Хлебников, уезжая в Святошино, пишет Иванову:
«Знаете: я пишу вам только чтобы передать, что мне отчего-то грустно, что я непонятно, через 4 ч<аса> уезжая, грущу и что мне как чего-то вещественного жаль, что мне не удалось, протянув руку, сказать „до свидания“ или „прощайте“ В<ере> К<онстантиновне> и др. членам в<ашего> кружка, знакомством с которым я так дорожу и умею ценить.
Я увлекаюсь какой-то силой по руслу, которого я не вижу и не хочу видеть, но мои взгляды — вам и вашему уюту.
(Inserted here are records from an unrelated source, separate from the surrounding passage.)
//! # Orchestrator
//!
//! Starts one [`TargetReconciler`] per configured target, in file order, and
//! waits for all of them.
//!
//! Startup is fail-fast: the first target that cannot start stops the
//! startup of every target after it. Targets that already started keep
//! running; their failure is reported once they have all stopped.

use crate::cli::RunArgs;
use crate::config::{ControllerConfig, ObjectRef, PipeConfig, TargetConfig};
use crate::controller::reconciler::{ReconcilerError, RunningTarget, TargetReconciler};
use crate::controller::server::ServerState;
use crate::runtime::initialization::start_observability;
use crate::runtime::shutdown::{
    create_shutdown_channel, shutdown_requested, ShutdownRx, ShutdownTx,
};
use crate::store::{ControlPlane, KubeControlPlane};
use anyhow::{Context, Result};
use std::sync::Arc;
use thiserror::Error;
use tokio::task::JoinHandle;
use tracing::{debug, error, info, warn};

#[derive(Debug, Error)]
#[error("error starting target {output}: {source}")]
pub struct StartupFailure {
    pub output: ObjectRef,
    #[source]
    pub source: ReconcilerError,
}

/// Targets started so far, and why startup stopped early (if it did)
#[derive(Debug)]
pub struct Startup {
    pub running: Vec<RunningTarget>,
    pub failure: Option<StartupFailure>,
}

impl Startup {
    /// Wait for every started target, then report a startup failure if there was one
    pub async fn wait(self) -> Result<(), StartupFailure> {
        if !self.running.is_empty() {
            if self.failure.is_some() {
                warn!(
                    running = self.running.len(),
                    "Startup aborted; targets already started keep running"
                );
            }
            futures::future::join_all(self.running.into_iter().map(RunningTarget::wait)).await;
        }
        match self.failure {
            Some(failure) => Err(failure),
            None => Ok(()),
        }
    }
}

/// Start every target in order, stopping at the first failure
pub async fn spawn_targets(
    targets: Vec<TargetConfig>,
    store: &Arc<dyn ControlPlane>,
    event_capacity: usize,
    shutdown: &ShutdownRx,
) -> Startup {
    let mut running = Vec::with_capacity(targets.len());

    for target in targets {
        let output = target.output_ref();
        let reconciler = TargetReconciler::new(target, Arc::clone(store), event_capacity);
        match reconciler.start(shutdown).await {
            Ok(target) => {
                info!(output = %output, "Target started");
                running.push(target);
            }
            Err(source) => {
                error!(output = %output, error = %source, "Error starting target");
                return Startup {
                    running,
                    failure: Some(StartupFailure { output, source }),
                };
            }
        }
    }

    Startup {
        running,
        failure: None,
    }
}

/// The `run` command: load targets, connect, start everything and wait
pub async fn run(args: RunArgs, settings: ControllerConfig) -> Result<()> {
    let pipe = PipeConfig::load(&args.config_file).context("Error parsing config file")?;
    let client = args.client().await?;
    let server_state = start_observability(&settings).await?;

    let store: Arc<dyn ControlPlane> =
        Arc::new(KubeControlPlane::new(client, settings.watch_window_secs));
    let (shutdown_tx, shutdown_rx) = create_shutdown_channel();
    let signal_handler = spawn_signal_handler(shutdown_tx.clone(), Arc::clone(&server_state));

    if pipe.targets.is_empty() {
        warn!("Config file lists no targets, nothing to do");
    }
    info!(targets = pipe.targets.len(), "Starting targets");
    let startup = spawn_targets(
        pipe.targets,
        &store,
        settings.event_channel_capacity,
        &shutdown_rx,
    )
    .await;
    mark_started(&server_state, &shutdown_rx);

    let result = startup.wait().await;
    signal_handler.abort();
    drop(shutdown_tx);

    result?;
    info!("All targets stopped");
    Ok(())
}

/// Report ready once startup has finished, unless shutdown already began
///
/// The signal handler sends shutdown before marking not ready, so checking
/// again after marking ready leaves the probe failing in every ordering.
fn mark_started(server_state: &ServerState, shutdown: &ShutdownRx) {
    server_state.mark_ready();
    if shutdown_requested(shutdown) {
        info!("Shutdown requested during startup, staying not ready");
        server_state.mark_not_ready();
    }
}

fn spawn_signal_handler(shutdown: ShutdownTx, server_state: Arc<ServerState>) -> JoinHandle<()> {
    tokio::spawn(async move {
        wait_for_signal().await;
        info!("Received shutdown signal (SIGINT/SIGTERM), initiating graceful shutdown...");
        if shutdown.shutdown().is_err() {
            debug!("No running targets to stop");
        }
        server_state.mark_not_ready();
    })
}

#[cfg(unix)]
async fn wait_for_signal() {
    use tokio::signal::unix::{signal, SignalKind};

    match signal(SignalKind::terminate()) {
        Ok(mut terminate) => {
            tokio::select! {
                _ = tokio::signal::ctrl_c() => {}
                _ = terminate.recv() => {}
            }
        }
        Err(e) => {
            warn!("Failed to install SIGTERM handler, only SIGINT stops the controller: {}", e);
            let _ = tokio::signal::ctrl_c().await;
        }
    }
}

#[cfg(not(unix))]
async fn wait_for_signal() {
    let _ = tokio::signal::ctrl_c().await;
}
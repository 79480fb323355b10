//! # burrow — embedded append-only key-value store
//!
//! Maps arbitrary byte keys to arbitrary byte values with a fixed-shape
//! in-memory index over variable-sized persisted records.
//!
//! Store guarantees:
//! - Every persisted record is self-describing and checksummed: slots and
//!   the meta header carry a mandatory CRC32, journal records an XOR byte;
//!   corrupt records abort reads, never degrade silently
//! - Keys are located through a 64-bit seeded fingerprint: the high byte
//!   picks one of 256 independent sub-indexes, the low 32 bits are the
//!   in-table key; sub-indexes grow on their own, one address bit at a time
//! - The data log is append-only and segmented; old segments are reclaimed
//!   from the head by the compactor, never rewritten in place
//! - The journal makes the in-memory index rebuildable on open without
//!   rescanning the data log, and its retention window always contains a
//!   full dump of every sub-index
//! - A clean `close` is recorded in the meta header; an unclean shutdown
//!   is refused on `open` and repaired only by the explicit `open_recover`
//! - Writers are exclusive, readers are concurrent, and durability is
//!   explicit: data reaches stable storage on `sync`, `close`, or batch
//!   close

pub mod batch;
pub mod hash;
pub mod index;
pub mod journal;
pub mod meta;
pub mod seglog;
pub mod slot;
pub mod store;

// Flat re-exports for the most common types.
pub use batch::Batch;
pub use index::{EntryRef, FindX, IndexBundle, TripleIndex, MIN_ADDR_BITS};
pub use journal::{Journal, JournalError, EFFECTIVE_FILE_COUNT, ENTRY_LENGTH_IN_LOG};
pub use meta::{MetaError, MetaInfo, META_INFO_BYTES};
pub use seglog::{SegLog, SegLogError};
pub use slot::{Slot, SlotError, SLOT_ALIGN};
pub use store::{Options, Store, StoreError, DEFAULT_BLOCK_SIZE};
//! MetaInfo — the store's persistent header.
//!
//! # On-disk layout (293 bytes, numeric fields little-endian)
//!
//! ```text
//! Offset  Size  Field
//!    0    256   addr_bits        per-sub-index table size hints
//!  256      8   next_gc_position lowest log offset not yet compacted (LE u64)
//!  264      8   active_byte_count encoded bytes reachable via the index (LE u64)
//!  272      8   seed             fingerprint seed, lifetime-constant (LE u64)
//!  280      8   block_size       data-log block size, lifetime-constant (LE u64)
//!  288      1   closed           1 = shut down cleanly
//!  289      4   checksum         CRC32 of all preceding bytes (LE u32)
//! ```
//!
//! The addr-bits vector is a hint: the journal replay is authoritative for
//! the index contents, and a stale hint only costs an extra enlargement.
//! `next_gc_position` and `active_byte_count` are exact only after a clean
//! shutdown; an unclean open must either refuse or recompute them.

use byteorder::{ByteOrder, LittleEndian};
use crc32fast::Hasher;
use std::fs;
use std::io::{self, Read, Write};
use std::path::Path;
use thiserror::Error;

/// Fixed byte size of the encoded header (including the trailing checksum).
pub const META_INFO_BYTES: usize = 256 + 4 * 8 + 1 + 4;

#[derive(Error, Debug)]
pub enum MetaError {
    #[error("MetaInfo checksum mismatch: expected {expected:#010x}, got {actual:#010x}")]
    ChecksumMismatch { expected: u32, actual: u32 },
    #[error("IO error: {0}")]
    Io(#[from] io::Error),
}

#[derive(Debug, Clone)]
pub struct MetaInfo {
    /// Per-sub-index `addr_bits` hints; safe to be stale.
    pub addr_bits:         [u8; 256],
    /// Lowest data-log offset the compactor has not visited yet.
    pub next_gc_position:  u64,
    /// Sum of encoded lengths of slots reachable through the index.
    pub active_byte_count: u64,
    /// Fingerprint seed.  Constant for the lifetime of the store.
    pub seed:              u64,
    /// Data-log block size.  Constant for the lifetime of the store.
    pub block_size:        u64,
    /// True only between a clean `close` and the next `open`.
    pub closed:            bool,
}

impl MetaInfo {
    pub fn new(seed: u64, block_size: u64) -> Self {
        Self {
            addr_bits:         [crate::index::MIN_ADDR_BITS as u8; 256],
            next_gc_position:  0,
            active_byte_count: 0,
            seed,
            block_size,
            closed:            false,
        }
    }

    pub fn encode(&self) -> [u8; META_INFO_BYTES] {
        let mut buf = [0u8; META_INFO_BYTES];
        buf[..256].copy_from_slice(&self.addr_bits);
        LittleEndian::write_u64(&mut buf[256..264], self.next_gc_position);
        LittleEndian::write_u64(&mut buf[264..272], self.active_byte_count);
        LittleEndian::write_u64(&mut buf[272..280], self.seed);
        LittleEndian::write_u64(&mut buf[280..288], self.block_size);
        buf[288] = self.closed as u8;

        let mut h = Hasher::new();
        h.update(&buf[..META_INFO_BYTES - 4]);
        LittleEndian::write_u32(&mut buf[META_INFO_BYTES - 4..], h.finalize());
        buf
    }

    /// Validate the checksum and parse.  A mismatch is fatal — the header
    /// is the anchor for everything else and has no fallback.
    pub fn decode(buf: &[u8; META_INFO_BYTES]) -> Result<Self, MetaError> {
        let mut h = Hasher::new();
        h.update(&buf[..META_INFO_BYTES - 4]);
        let expected = h.finalize();
        let stored = LittleEndian::read_u32(&buf[META_INFO_BYTES - 4..]);
        if stored != expected {
            return Err(MetaError::ChecksumMismatch { expected, actual: stored });
        }

        let mut addr_bits = [0u8; 256];
        addr_bits.copy_from_slice(&buf[..256]);
        Ok(Self {
            addr_bits,
            next_gc_position:  LittleEndian::read_u64(&buf[256..264]),
            active_byte_count: LittleEndian::read_u64(&buf[264..272]),
            seed:              LittleEndian::read_u64(&buf[272..280]),
            block_size:        LittleEndian::read_u64(&buf[280..288]),
            closed:            buf[288] != 0,
        })
    }

    pub fn load(path: &Path) -> Result<Self, MetaError> {
        let mut f = fs::File::open(path)?;
        let mut buf = [0u8; META_INFO_BYTES];
        f.read_exact(&mut buf)?;
        Self::decode(&buf)
    }

    pub fn save(&self, path: &Path) -> Result<(), MetaError> {
        let mut f = fs::OpenOptions::new()
            .write(true)
            .create(true)
            .truncate(true)
            .open(path)?;
        f.write_all(&self.encode())?;
        f.sync_all()?;
        Ok(())
    }
}
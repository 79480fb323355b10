//! Fingerprint derivation — the single seam between user keys and the
//! index.
//!
//! The store never hashes keys anywhere else: the engine computes one
//! 64-bit seeded fingerprint per key and every layer below works on that.
//! The high 8 bits select one of the 256 sub-indexes; the low 32 bits are
//! the in-table key.  Any keyed hash yielding 64 uniform bits would do —
//! xxh3 is what the surrounding storage stack uses.

use xxhash_rust::xxh3::xxh3_64_with_seed;

/// 64-bit keyed fingerprint of a user key.
#[inline]
pub fn fingerprint(seed: u64, key: &[u8]) -> u64 {
    xxh3_64_with_seed(key, seed)
}

/// Sub-index selected by a fingerprint (its high byte).
#[inline]
pub fn sub_index(fingerprint: u64) -> usize {
    (fingerprint >> 56) as usize
}

/// In-table key of a fingerprint (its low 32 bits).
#[inline]
pub fn low32(fingerprint: u64) -> u32 {
    fingerprint as u32
}
use burrow::store::{Options, Store};
use criterion::{black_box, criterion_group, criterion_main, Criterion};
use tempfile::TempDir;

fn bench_store(c: &mut Criterion) {
    let root = TempDir::new().unwrap();
    let store = Store::create(
        &root.path().join("data"),
        &root.path().join("journal"),
        &root.path().join("meta"),
        Options { block_size: 1 << 24 },
    )
    .unwrap();

    let mut i = 0u64;
    c.bench_function("set_64b_value", |b| {
        b.iter(|| {
            i += 1;
            store.set(black_box(&i.to_le_bytes()), black_box(&[0u8; 64])).unwrap();
        })
    });

    store.set(b"probe", &[1u8; 64]).unwrap();
    c.bench_function("get_64b_value", |b| {
        b.iter(|| store.get(black_box(b"probe")).unwrap())
    });
}

criterion_group!(benches, bench_store);
criterion_main!(benches);
//! Slot codec — the persisted record behind one index address.
//!
//! A slot holds every (key, value) pair whose fingerprint collides on the
//! same index entry.  Pairs keep insertion order; re-adding an existing key
//! overwrites its value in place, removing a key compacts the remainder
//! without reordering.
//!
//! # On-disk layout (all fields little-endian)
//!
//! ```text
//! Offset        Size  Field
//!    0             4  total_len    bytes after this field up to and
//!                                  including checksum (LE u32)
//!    4             4  pair_count   (LE u32)
//!    8           8×n  (key_len, value_len) per pair (LE u32 each)
//!    8+8n          …  key_0 | value_0 | … | key_{n-1} | value_{n-1}
//!    …             4  checksum     CRC32 of pair_count..last value byte
//!    …             …  zero padding to a 16-byte multiple
//! ```
//!
//! The emitted stream, leading 4 bytes included, is always a multiple of
//! 16 bytes; the stored `total_len` excludes both the leading 4 bytes and
//! the padding.  `checksum` covers every byte between `total_len` and
//! itself, in stream order.
//!
//! # Checksums
//! The CRC32 is mandatory.  [`Slot::decode`] verifies it after parsing and
//! refuses the record on any mismatch; a slot that fails its checksum is
//! corruption, not a recoverable condition.

use byteorder::{ByteOrder, LittleEndian};
use crc32fast::Hasher;
use thiserror::Error;

/// Every encoded slot starts and ends on a multiple of this many bytes.
pub const SLOT_ALIGN: usize = 16;

#[derive(Error, Debug)]
pub enum SlotError {
    #[error("Slot record ends prematurely")]
    UnexpectedEnd,
    #[error("Slot checksum mismatch: expected {expected:#010x}, got {actual:#010x}")]
    ChecksumMismatch { expected: u32, actual: u32 },
}

/// One key/value pair inside a slot.
#[derive(Debug, Clone, PartialEq, Eq)]
pub struct Pair {
    pub key:   Vec<u8>,
    pub value: Vec<u8>,
}

/// In-memory form of a persisted slot.
#[derive(Debug, Clone, Default, PartialEq, Eq)]
pub struct Slot {
    pairs: Vec<Pair>,
}

impl Slot {
    /// A slot holding a single pair.
    pub fn new(key: &[u8], value: &[u8]) -> Self {
        Self {
            pairs: vec![Pair { key: key.to_vec(), value: value.to_vec() }],
        }
    }

    #[inline] pub fn is_empty(&self) -> bool { self.pairs.is_empty() }
    #[inline] pub fn len(&self)      -> usize { self.pairs.len() }
    #[inline] pub fn pairs(&self)    -> &[Pair] { &self.pairs }

    /// Key of the first pair.  Every pair in a slot shares one fingerprint,
    /// so the first key is enough to re-derive the slot's index address.
    pub fn first_key(&self) -> Option<&[u8]> {
        self.pairs.first().map(|p| p.key.as_slice())
    }

    /// Overwrite the value if `key` is already present, else append.
    pub fn add(&mut self, key: &[u8], value: &[u8]) {
        for pair in &mut self.pairs {
            if pair.key == key {
                pair.value = value.to_vec();
                return;
            }
        }
        self.pairs.push(Pair { key: key.to_vec(), value: value.to_vec() });
    }

    pub fn get(&self, key: &[u8]) -> Option<&[u8]> {
        self.pairs
            .iter()
            .find(|p| p.key == key)
            .map(|p| p.value.as_slice())
    }

    /// Remove `key`, keeping the relative order of the remaining pairs.
    /// Returns whether the key was present.
    pub fn remove(&mut self, key: &[u8]) -> bool {
        match self.pairs.iter().position(|p| p.key == key) {
            Some(idx) => {
                self.pairs.remove(idx);
                true
            }
            None => false,
        }
    }

    // ── Encode ───────────────────────────────────────────────────────────

    /// `total_len` as stored on disk: everything after the leading length
    /// field through the checksum, padding excluded.
    fn total_len(&self) -> usize {
        let payload: usize = self
            .pairs
            .iter()
            .map(|p| p.key.len() + p.value.len())
            .sum();
        4 + 8 * self.pairs.len() + payload + 4
    }

    /// Byte length of [`Slot::encode`]'s output: the full on-disk footprint
    /// including the leading length field and the padding.
    pub fn encoded_len(&self) -> usize {
        (4 + self.total_len() + SLOT_ALIGN - 1) & !(SLOT_ALIGN - 1)
    }

    /// Emit the full padded record.  The output length is always a multiple
    /// of 16 and equals [`Slot::encoded_len`].
    pub fn encode(&self) -> Vec<u8> {
        let full = self.encoded_len();
        let mut out = Vec::with_capacity(full);
        let mut scratch = [0u8; 4];

        LittleEndian::write_u32(&mut scratch, self.total_len() as u32);
        out.extend_from_slice(&scratch);

        LittleEndian::write_u32(&mut scratch, self.pairs.len() as u32);
        out.extend_from_slice(&scratch);
        for pair in &self.pairs {
            LittleEndian::write_u32(&mut scratch, pair.key.len() as u32);
            out.extend_from_slice(&scratch);
            LittleEndian::write_u32(&mut scratch, pair.value.len() as u32);
            out.extend_from_slice(&scratch);
        }
        for pair in &self.pairs {
            out.extend_from_slice(&pair.key);
            out.extend_from_slice(&pair.value);
        }

        // CRC32 of pair_count through the last value byte.
        let mut h = Hasher::new();
        h.update(&out[4..]);
        LittleEndian::write_u32(&mut scratch, h.finalize());
        out.extend_from_slice(&scratch);

        out.resize(full, 0);
        out
    }

    // ── Decode ───────────────────────────────────────────────────────────

    /// Parse the record body that follows the 4-byte length field.  `body`
    /// must hold at least `total_len` bytes; trailing padding is ignored.
    ///
    /// Fails on a premature end of input or a checksum mismatch.  The
    /// caller MUST treat either as corruption of the data log.
    pub fn decode(body: &[u8]) -> Result<Self, SlotError> {
        let mut cur = Cursor { buf: body, pos: 0 };

        let pair_count = cur.read_u32()? as usize;
        // Each pair needs 8 length bytes; bound the count before allocating.
        if pair_count.saturating_mul(8) > body.len() {
            return Err(SlotError::UnexpectedEnd);
        }
        let mut lens = Vec::with_capacity(pair_count * 2);
        for _ in 0..pair_count * 2 {
            lens.push(cur.read_u32()? as usize);
        }

        let mut pairs = Vec::with_capacity(pair_count);
        for i in 0..pair_count {
            let key   = cur.read_bytes(lens[2 * i])?.to_vec();
            let value = cur.read_bytes(lens[2 * i + 1])?.to_vec();
            pairs.push(Pair { key, value });
        }

        let covered = cur.pos;
        let stored = cur.read_u32()?;

        let mut h = Hasher::new();
        h.update(&body[..covered]);
        let expected = h.finalize();
        if stored != expected {
            return Err(SlotError::ChecksumMismatch { expected, actual: stored });
        }

        Ok(Self { pairs })
    }
}

// ── Parse cursor ─────────────────────────────────────────────────────────

struct Cursor<'a> {
    buf: &'a [u8],
    pos: usize,
}

impl<'a> Cursor<'a> {
    fn read_u32(&mut self) -> Result<u32, SlotError> {
        let b = self.read_bytes(4)?;
        Ok(LittleEndian::read_u32(b))
    }

    fn read_bytes(&mut self, n: usize) -> Result<&'a [u8], SlotError> {
        if self.buf.len() - self.pos < n {
            return Err(SlotError::UnexpectedEnd);
        }
        let out = &self.buf[self.pos..self.pos + n];
        self.pos += n;
        Ok(out)
    }
}

#[cfg(test)]
mod tests {
    use super::*;
    use proptest::prelude::*;

    fn roundtrip(slot: &Slot) -> Slot {
        let enc = slot.encode();
        assert_eq!(enc.len() % SLOT_ALIGN, 0);
        assert_eq!(enc.len(), slot.encoded_len());
        let total_len = LittleEndian::read_u32(&enc[..4]) as usize;
        assert!(4 + total_len <= enc.len());
        Slot::decode(&enc[4..]).expect("decode failed")
    }

    #[test]
    fn single_pair_roundtrip() {
        let slot = Slot::new(b"foo", b"bar");
        assert_eq!(roundtrip(&slot), slot);
    }

    #[test]
    fn multi_pair_order_preserved() {
        let mut slot = Slot::new(b"a", b"1");
        slot.add(b"b", b"2");
        slot.add(b"c", b"3");
        let back = roundtrip(&slot);
        let keys: Vec<&[u8]> = back.pairs().iter().map(|p| p.key.as_slice()).collect();
        assert_eq!(keys, vec![b"a" as &[u8], b"b", b"c"]);
    }

    #[test]
    fn add_overwrites_in_place() {
        let mut slot = Slot::new(b"a", b"1");
        slot.add(b"b", b"2");
        slot.add(b"a", b"9");
        assert_eq!(slot.len(), 2);
        assert_eq!(slot.get(b"a"), Some(b"9" as &[u8]));
        assert_eq!(slot.first_key(), Some(b"a" as &[u8]));
    }

    #[test]
    fn remove_keeps_order() {
        let mut slot = Slot::new(b"a", b"1");
        slot.add(b"b", b"2");
        slot.add(b"c", b"3");
        assert!(slot.remove(b"b"));
        assert!(!slot.remove(b"b"));
        let keys: Vec<&[u8]> = slot.pairs().iter().map(|p| p.key.as_slice()).collect();
        assert_eq!(keys, vec![b"a" as &[u8], b"c"]);
    }

    #[test]
    fn empty_values_are_ordinary() {
        let mut slot = Slot::new(b"k", b"");
        slot.add(b"", b"v");
        let back = roundtrip(&slot);
        assert_eq!(back.get(b"k"), Some(b"" as &[u8]));
        assert_eq!(back.get(b""), Some(b"v" as &[u8]));
    }

    #[test]
    fn checksum_mismatch_detected() {
        let slot = Slot::new(b"foo", b"bar");
        let mut enc = slot.encode();
        enc[16] ^= 0xFF; // flip the first key byte; lengths stay parseable
        let err = Slot::decode(&enc[4..]).unwrap_err();
        assert!(matches!(err, SlotError::ChecksumMismatch { .. }));
    }

    #[test]
    fn truncated_input_detected() {
        let slot = Slot::new(b"foo", b"bar");
        let enc = slot.encode();
        let err = Slot::decode(&enc[4..10]).unwrap_err();
        assert!(matches!(err, SlotError::UnexpectedEnd));
    }

    #[test]
    fn stored_total_len_excludes_padding() {
        let slot = Slot::new(b"k", b"v");
        let enc = slot.encode();
        let total_len = LittleEndian::read_u32(&enc[..4]) as usize;
        // pair_count + one (key_len, value_len) + 2 payload bytes + checksum
        assert_eq!(total_len, 4 + 8 + 2 + 4);
        assert_eq!(enc.len(), 32); // 4 + 18 rounded up to 16
    }

    proptest! {
        #[test]
        fn encode_decode_identity(
            entries in prop::collection::vec(
                (prop::collection::vec(any::<u8>(), 0..64),
                 prop::collection::vec(any::<u8>(), 0..256)),
                1..8,
            )
        ) {
            let mut slot = Slot::default();
            for (k, v) in &entries {
                slot.add(k, v);
            }
            prop_assume!(!slot.is_empty());
            let enc = slot.encode();
            prop_assert_eq!(enc.len() % SLOT_ALIGN, 0);
            let back = Slot::decode(&enc[4..]).unwrap();
            prop_assert_eq!(back, slot);
        }
    }
}
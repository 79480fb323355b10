//! Write-coalescing batch.
//!
//! A [`Batch`] buffers changes in an unordered map and pushes them through
//! the engine's normal write path on [`Batch::close`].  Its purpose is to
//! coalesce repeated writes to the same key before they hit the data log —
//! it is *not* a transaction: changes to different keys are applied one at
//! a time, each under its own lock acquisition, and a crash mid-close can
//! leave a prefix of the batch applied.

use std::collections::HashMap;

use crate::store::{Store, StoreError};

pub struct Batch<'a> {
    store:   &'a Store,
    /// `None` buffers a deletion.
    pending: HashMap<Vec<u8>, Option<Vec<u8>>>,
}

impl<'a> Batch<'a> {
    pub(crate) fn new(store: &'a Store) -> Self {
        Self { store, pending: HashMap::new() }
    }

    /// Read through the batch: a buffered change wins over the store.
    pub fn get(&self, key: &[u8]) -> Result<Option<Vec<u8>>, StoreError> {
        match self.pending.get(key) {
            Some(Some(value)) => Ok(Some(value.clone())),
            Some(None) => Ok(None),
            None => self.store.get(key),
        }
    }

    pub fn set(&mut self, key: &[u8], value: &[u8]) {
        self.pending.insert(key.to_vec(), Some(value.to_vec()));
    }

    pub fn delete(&mut self, key: &[u8]) {
        self.pending.insert(key.to_vec(), None);
    }

    /// Number of distinct keys with a buffered change.
    pub fn len(&self) -> usize {
        self.pending.len()
    }

    pub fn is_empty(&self) -> bool {
        self.pending.is_empty()
    }

    /// Apply every buffered change through the engine, then sync.  The
    /// application order across keys is unspecified.
    pub fn close(self) -> Result<(), StoreError> {
        for (key, value) in &self.pending {
            self.store.apply(key, value.as_deref())?;
        }
        self.store.sync()
    }
}
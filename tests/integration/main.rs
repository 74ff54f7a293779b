//! Integration test driver for `tests/integration/` submodule.
//!
//! Each `mod` below maps to a file that exercises one part of the
//! shake-alert flow against the mock platform adapters.  Everything runs on
//! the host with no phone required.

mod contact_tests;
mod runtime_tests;
mod service_tests;
//! User-visible notices.
//!
//! Every failure path of the shake-alert feature ends in one of these,
//! shown through the [`NoticePort`](super::ports::NoticePort).  Each
//! dispatch outcome maps to its own variant so the user can always tell
//! which channel worked, or that none did.

use crate::error::SensorError;

#[derive(Debug, Clone, Copy, PartialEq, Eq)]
pub enum Severity {
    Success,
    Warning,
    Error,
}

#[derive(Debug, Clone, Copy, PartialEq, Eq)]
pub enum Notice {
    // ── Sensor ────────────────────────────────────────────
    /// Browser-hosted build; shake detection cannot work.
    ShakeUnsupportedHost,
    /// Device has no accelerometer.
    ShakeUnavailable,
    /// Availability query failed.
    ShakeCheckFailed,
    /// Subscribing to the accelerometer failed.
    ShakeInitFailed,

    // ── Dispatch ──────────────────────────────────────────
    AlertSentSms,
    AlertSentMessagingApp,
    AlertFailed,
    NoEmergencyNumber,
    /// A shake was accepted while earlier alerts were still pending.
    AlertDropped,

    // ── Emergency number settings ─────────────────────────
    NumberSaved,
    NumberInvalid,
    NumberSaveFailed,
}

impl Notice {
    pub(crate) fn from_sensor_error(e: SensorError) -> Self {
        match e {
            SensorError::UnsupportedHost => Self::ShakeUnsupportedHost,
            SensorError::Unavailable => Self::ShakeUnavailable,
            SensorError::QueryFailed => Self::ShakeCheckFailed,
            SensorError::SubscribeFailed => Self::ShakeInitFailed,
        }
    }

    pub fn severity(self) -> Severity {
        match self {
            Self::AlertSentSms | Self::AlertSentMessagingApp | Self::NumberSaved => {
                Severity::Success
            }
            Self::ShakeUnsupportedHost | Self::ShakeUnavailable => Severity::Warning,
            _ => Severity::Error,
        }
    }

    pub fn title(self) -> &'static str {
        match self.severity() {
            Severity::Success => "Success",
            Severity::Warning => "Notice",
            Severity::Error => "Error",
        }
    }

    pub fn message(self) -> &'static str {
        match self {
            Self::ShakeUnsupportedHost => "Shake detection is not available in web environments.",
            Self::ShakeUnavailable => "Shake detection is not available on this device.",
            Self::ShakeCheckFailed => "Could not check whether shake detection is available.",
            Self::ShakeInitFailed => "Could not start the shake detector.",
            Self::AlertSentSms => "Emergency message sent by SMS.",
            Self::AlertSentMessagingApp => "Emergency message sent by WhatsApp.",
            Self::AlertFailed => "Could not send the emergency message.",
            Self::NoEmergencyNumber => "No emergency number configured.",
            Self::AlertDropped => "Emergency alerts are still being sent. Shake again shortly.",
            Self::NumberSaved => "Emergency number saved.",
            Self::NumberInvalid => "Please enter a valid 10-digit phone number.",
            Self::NumberSaveFailed => "Could not save the emergency number.",
        }
    }
}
Я знаю, что я умру лет через 100, но если верно, что мы умираем начиная с рождения, то я никогда так сильноне умирал, как в эти дни. Точно вихрь отмывает корни меня от рождающей и нужной почвы. Вот почему ощущение смерти не как конечного действия, а как явления, сопутствующего жизни в течение всейжизни, всегда было слабее и менее ощутимо, чем теперь».
Несмотря на эту новую дружбу, Хлебников уезжает. Из Святошина он пишет письмо В. Каменскому в Пермь, причем свое настроение в начале лета называет настроением «велей злобы» на тот мир и тот век, в который он заброшен «по милости благого провидения». Вновь, как и в предыдущем письме, он сообщает Каменскому о своих грандиозных замыслах (задумал «сложное произведение» «Поперек времен»), из написанных вещей упоминает «Внучку Малуши», которой недоволен. Шуточная поэма «Внучка Малуши» — то, что вышло из замысла, обещанного Каменскому («Жизнь нашего времени, связанная в одно с порой Владимира Красное Солнышко»). Других написанных произведений Хлебников не упоминает. Это лето не было для него плодотворным.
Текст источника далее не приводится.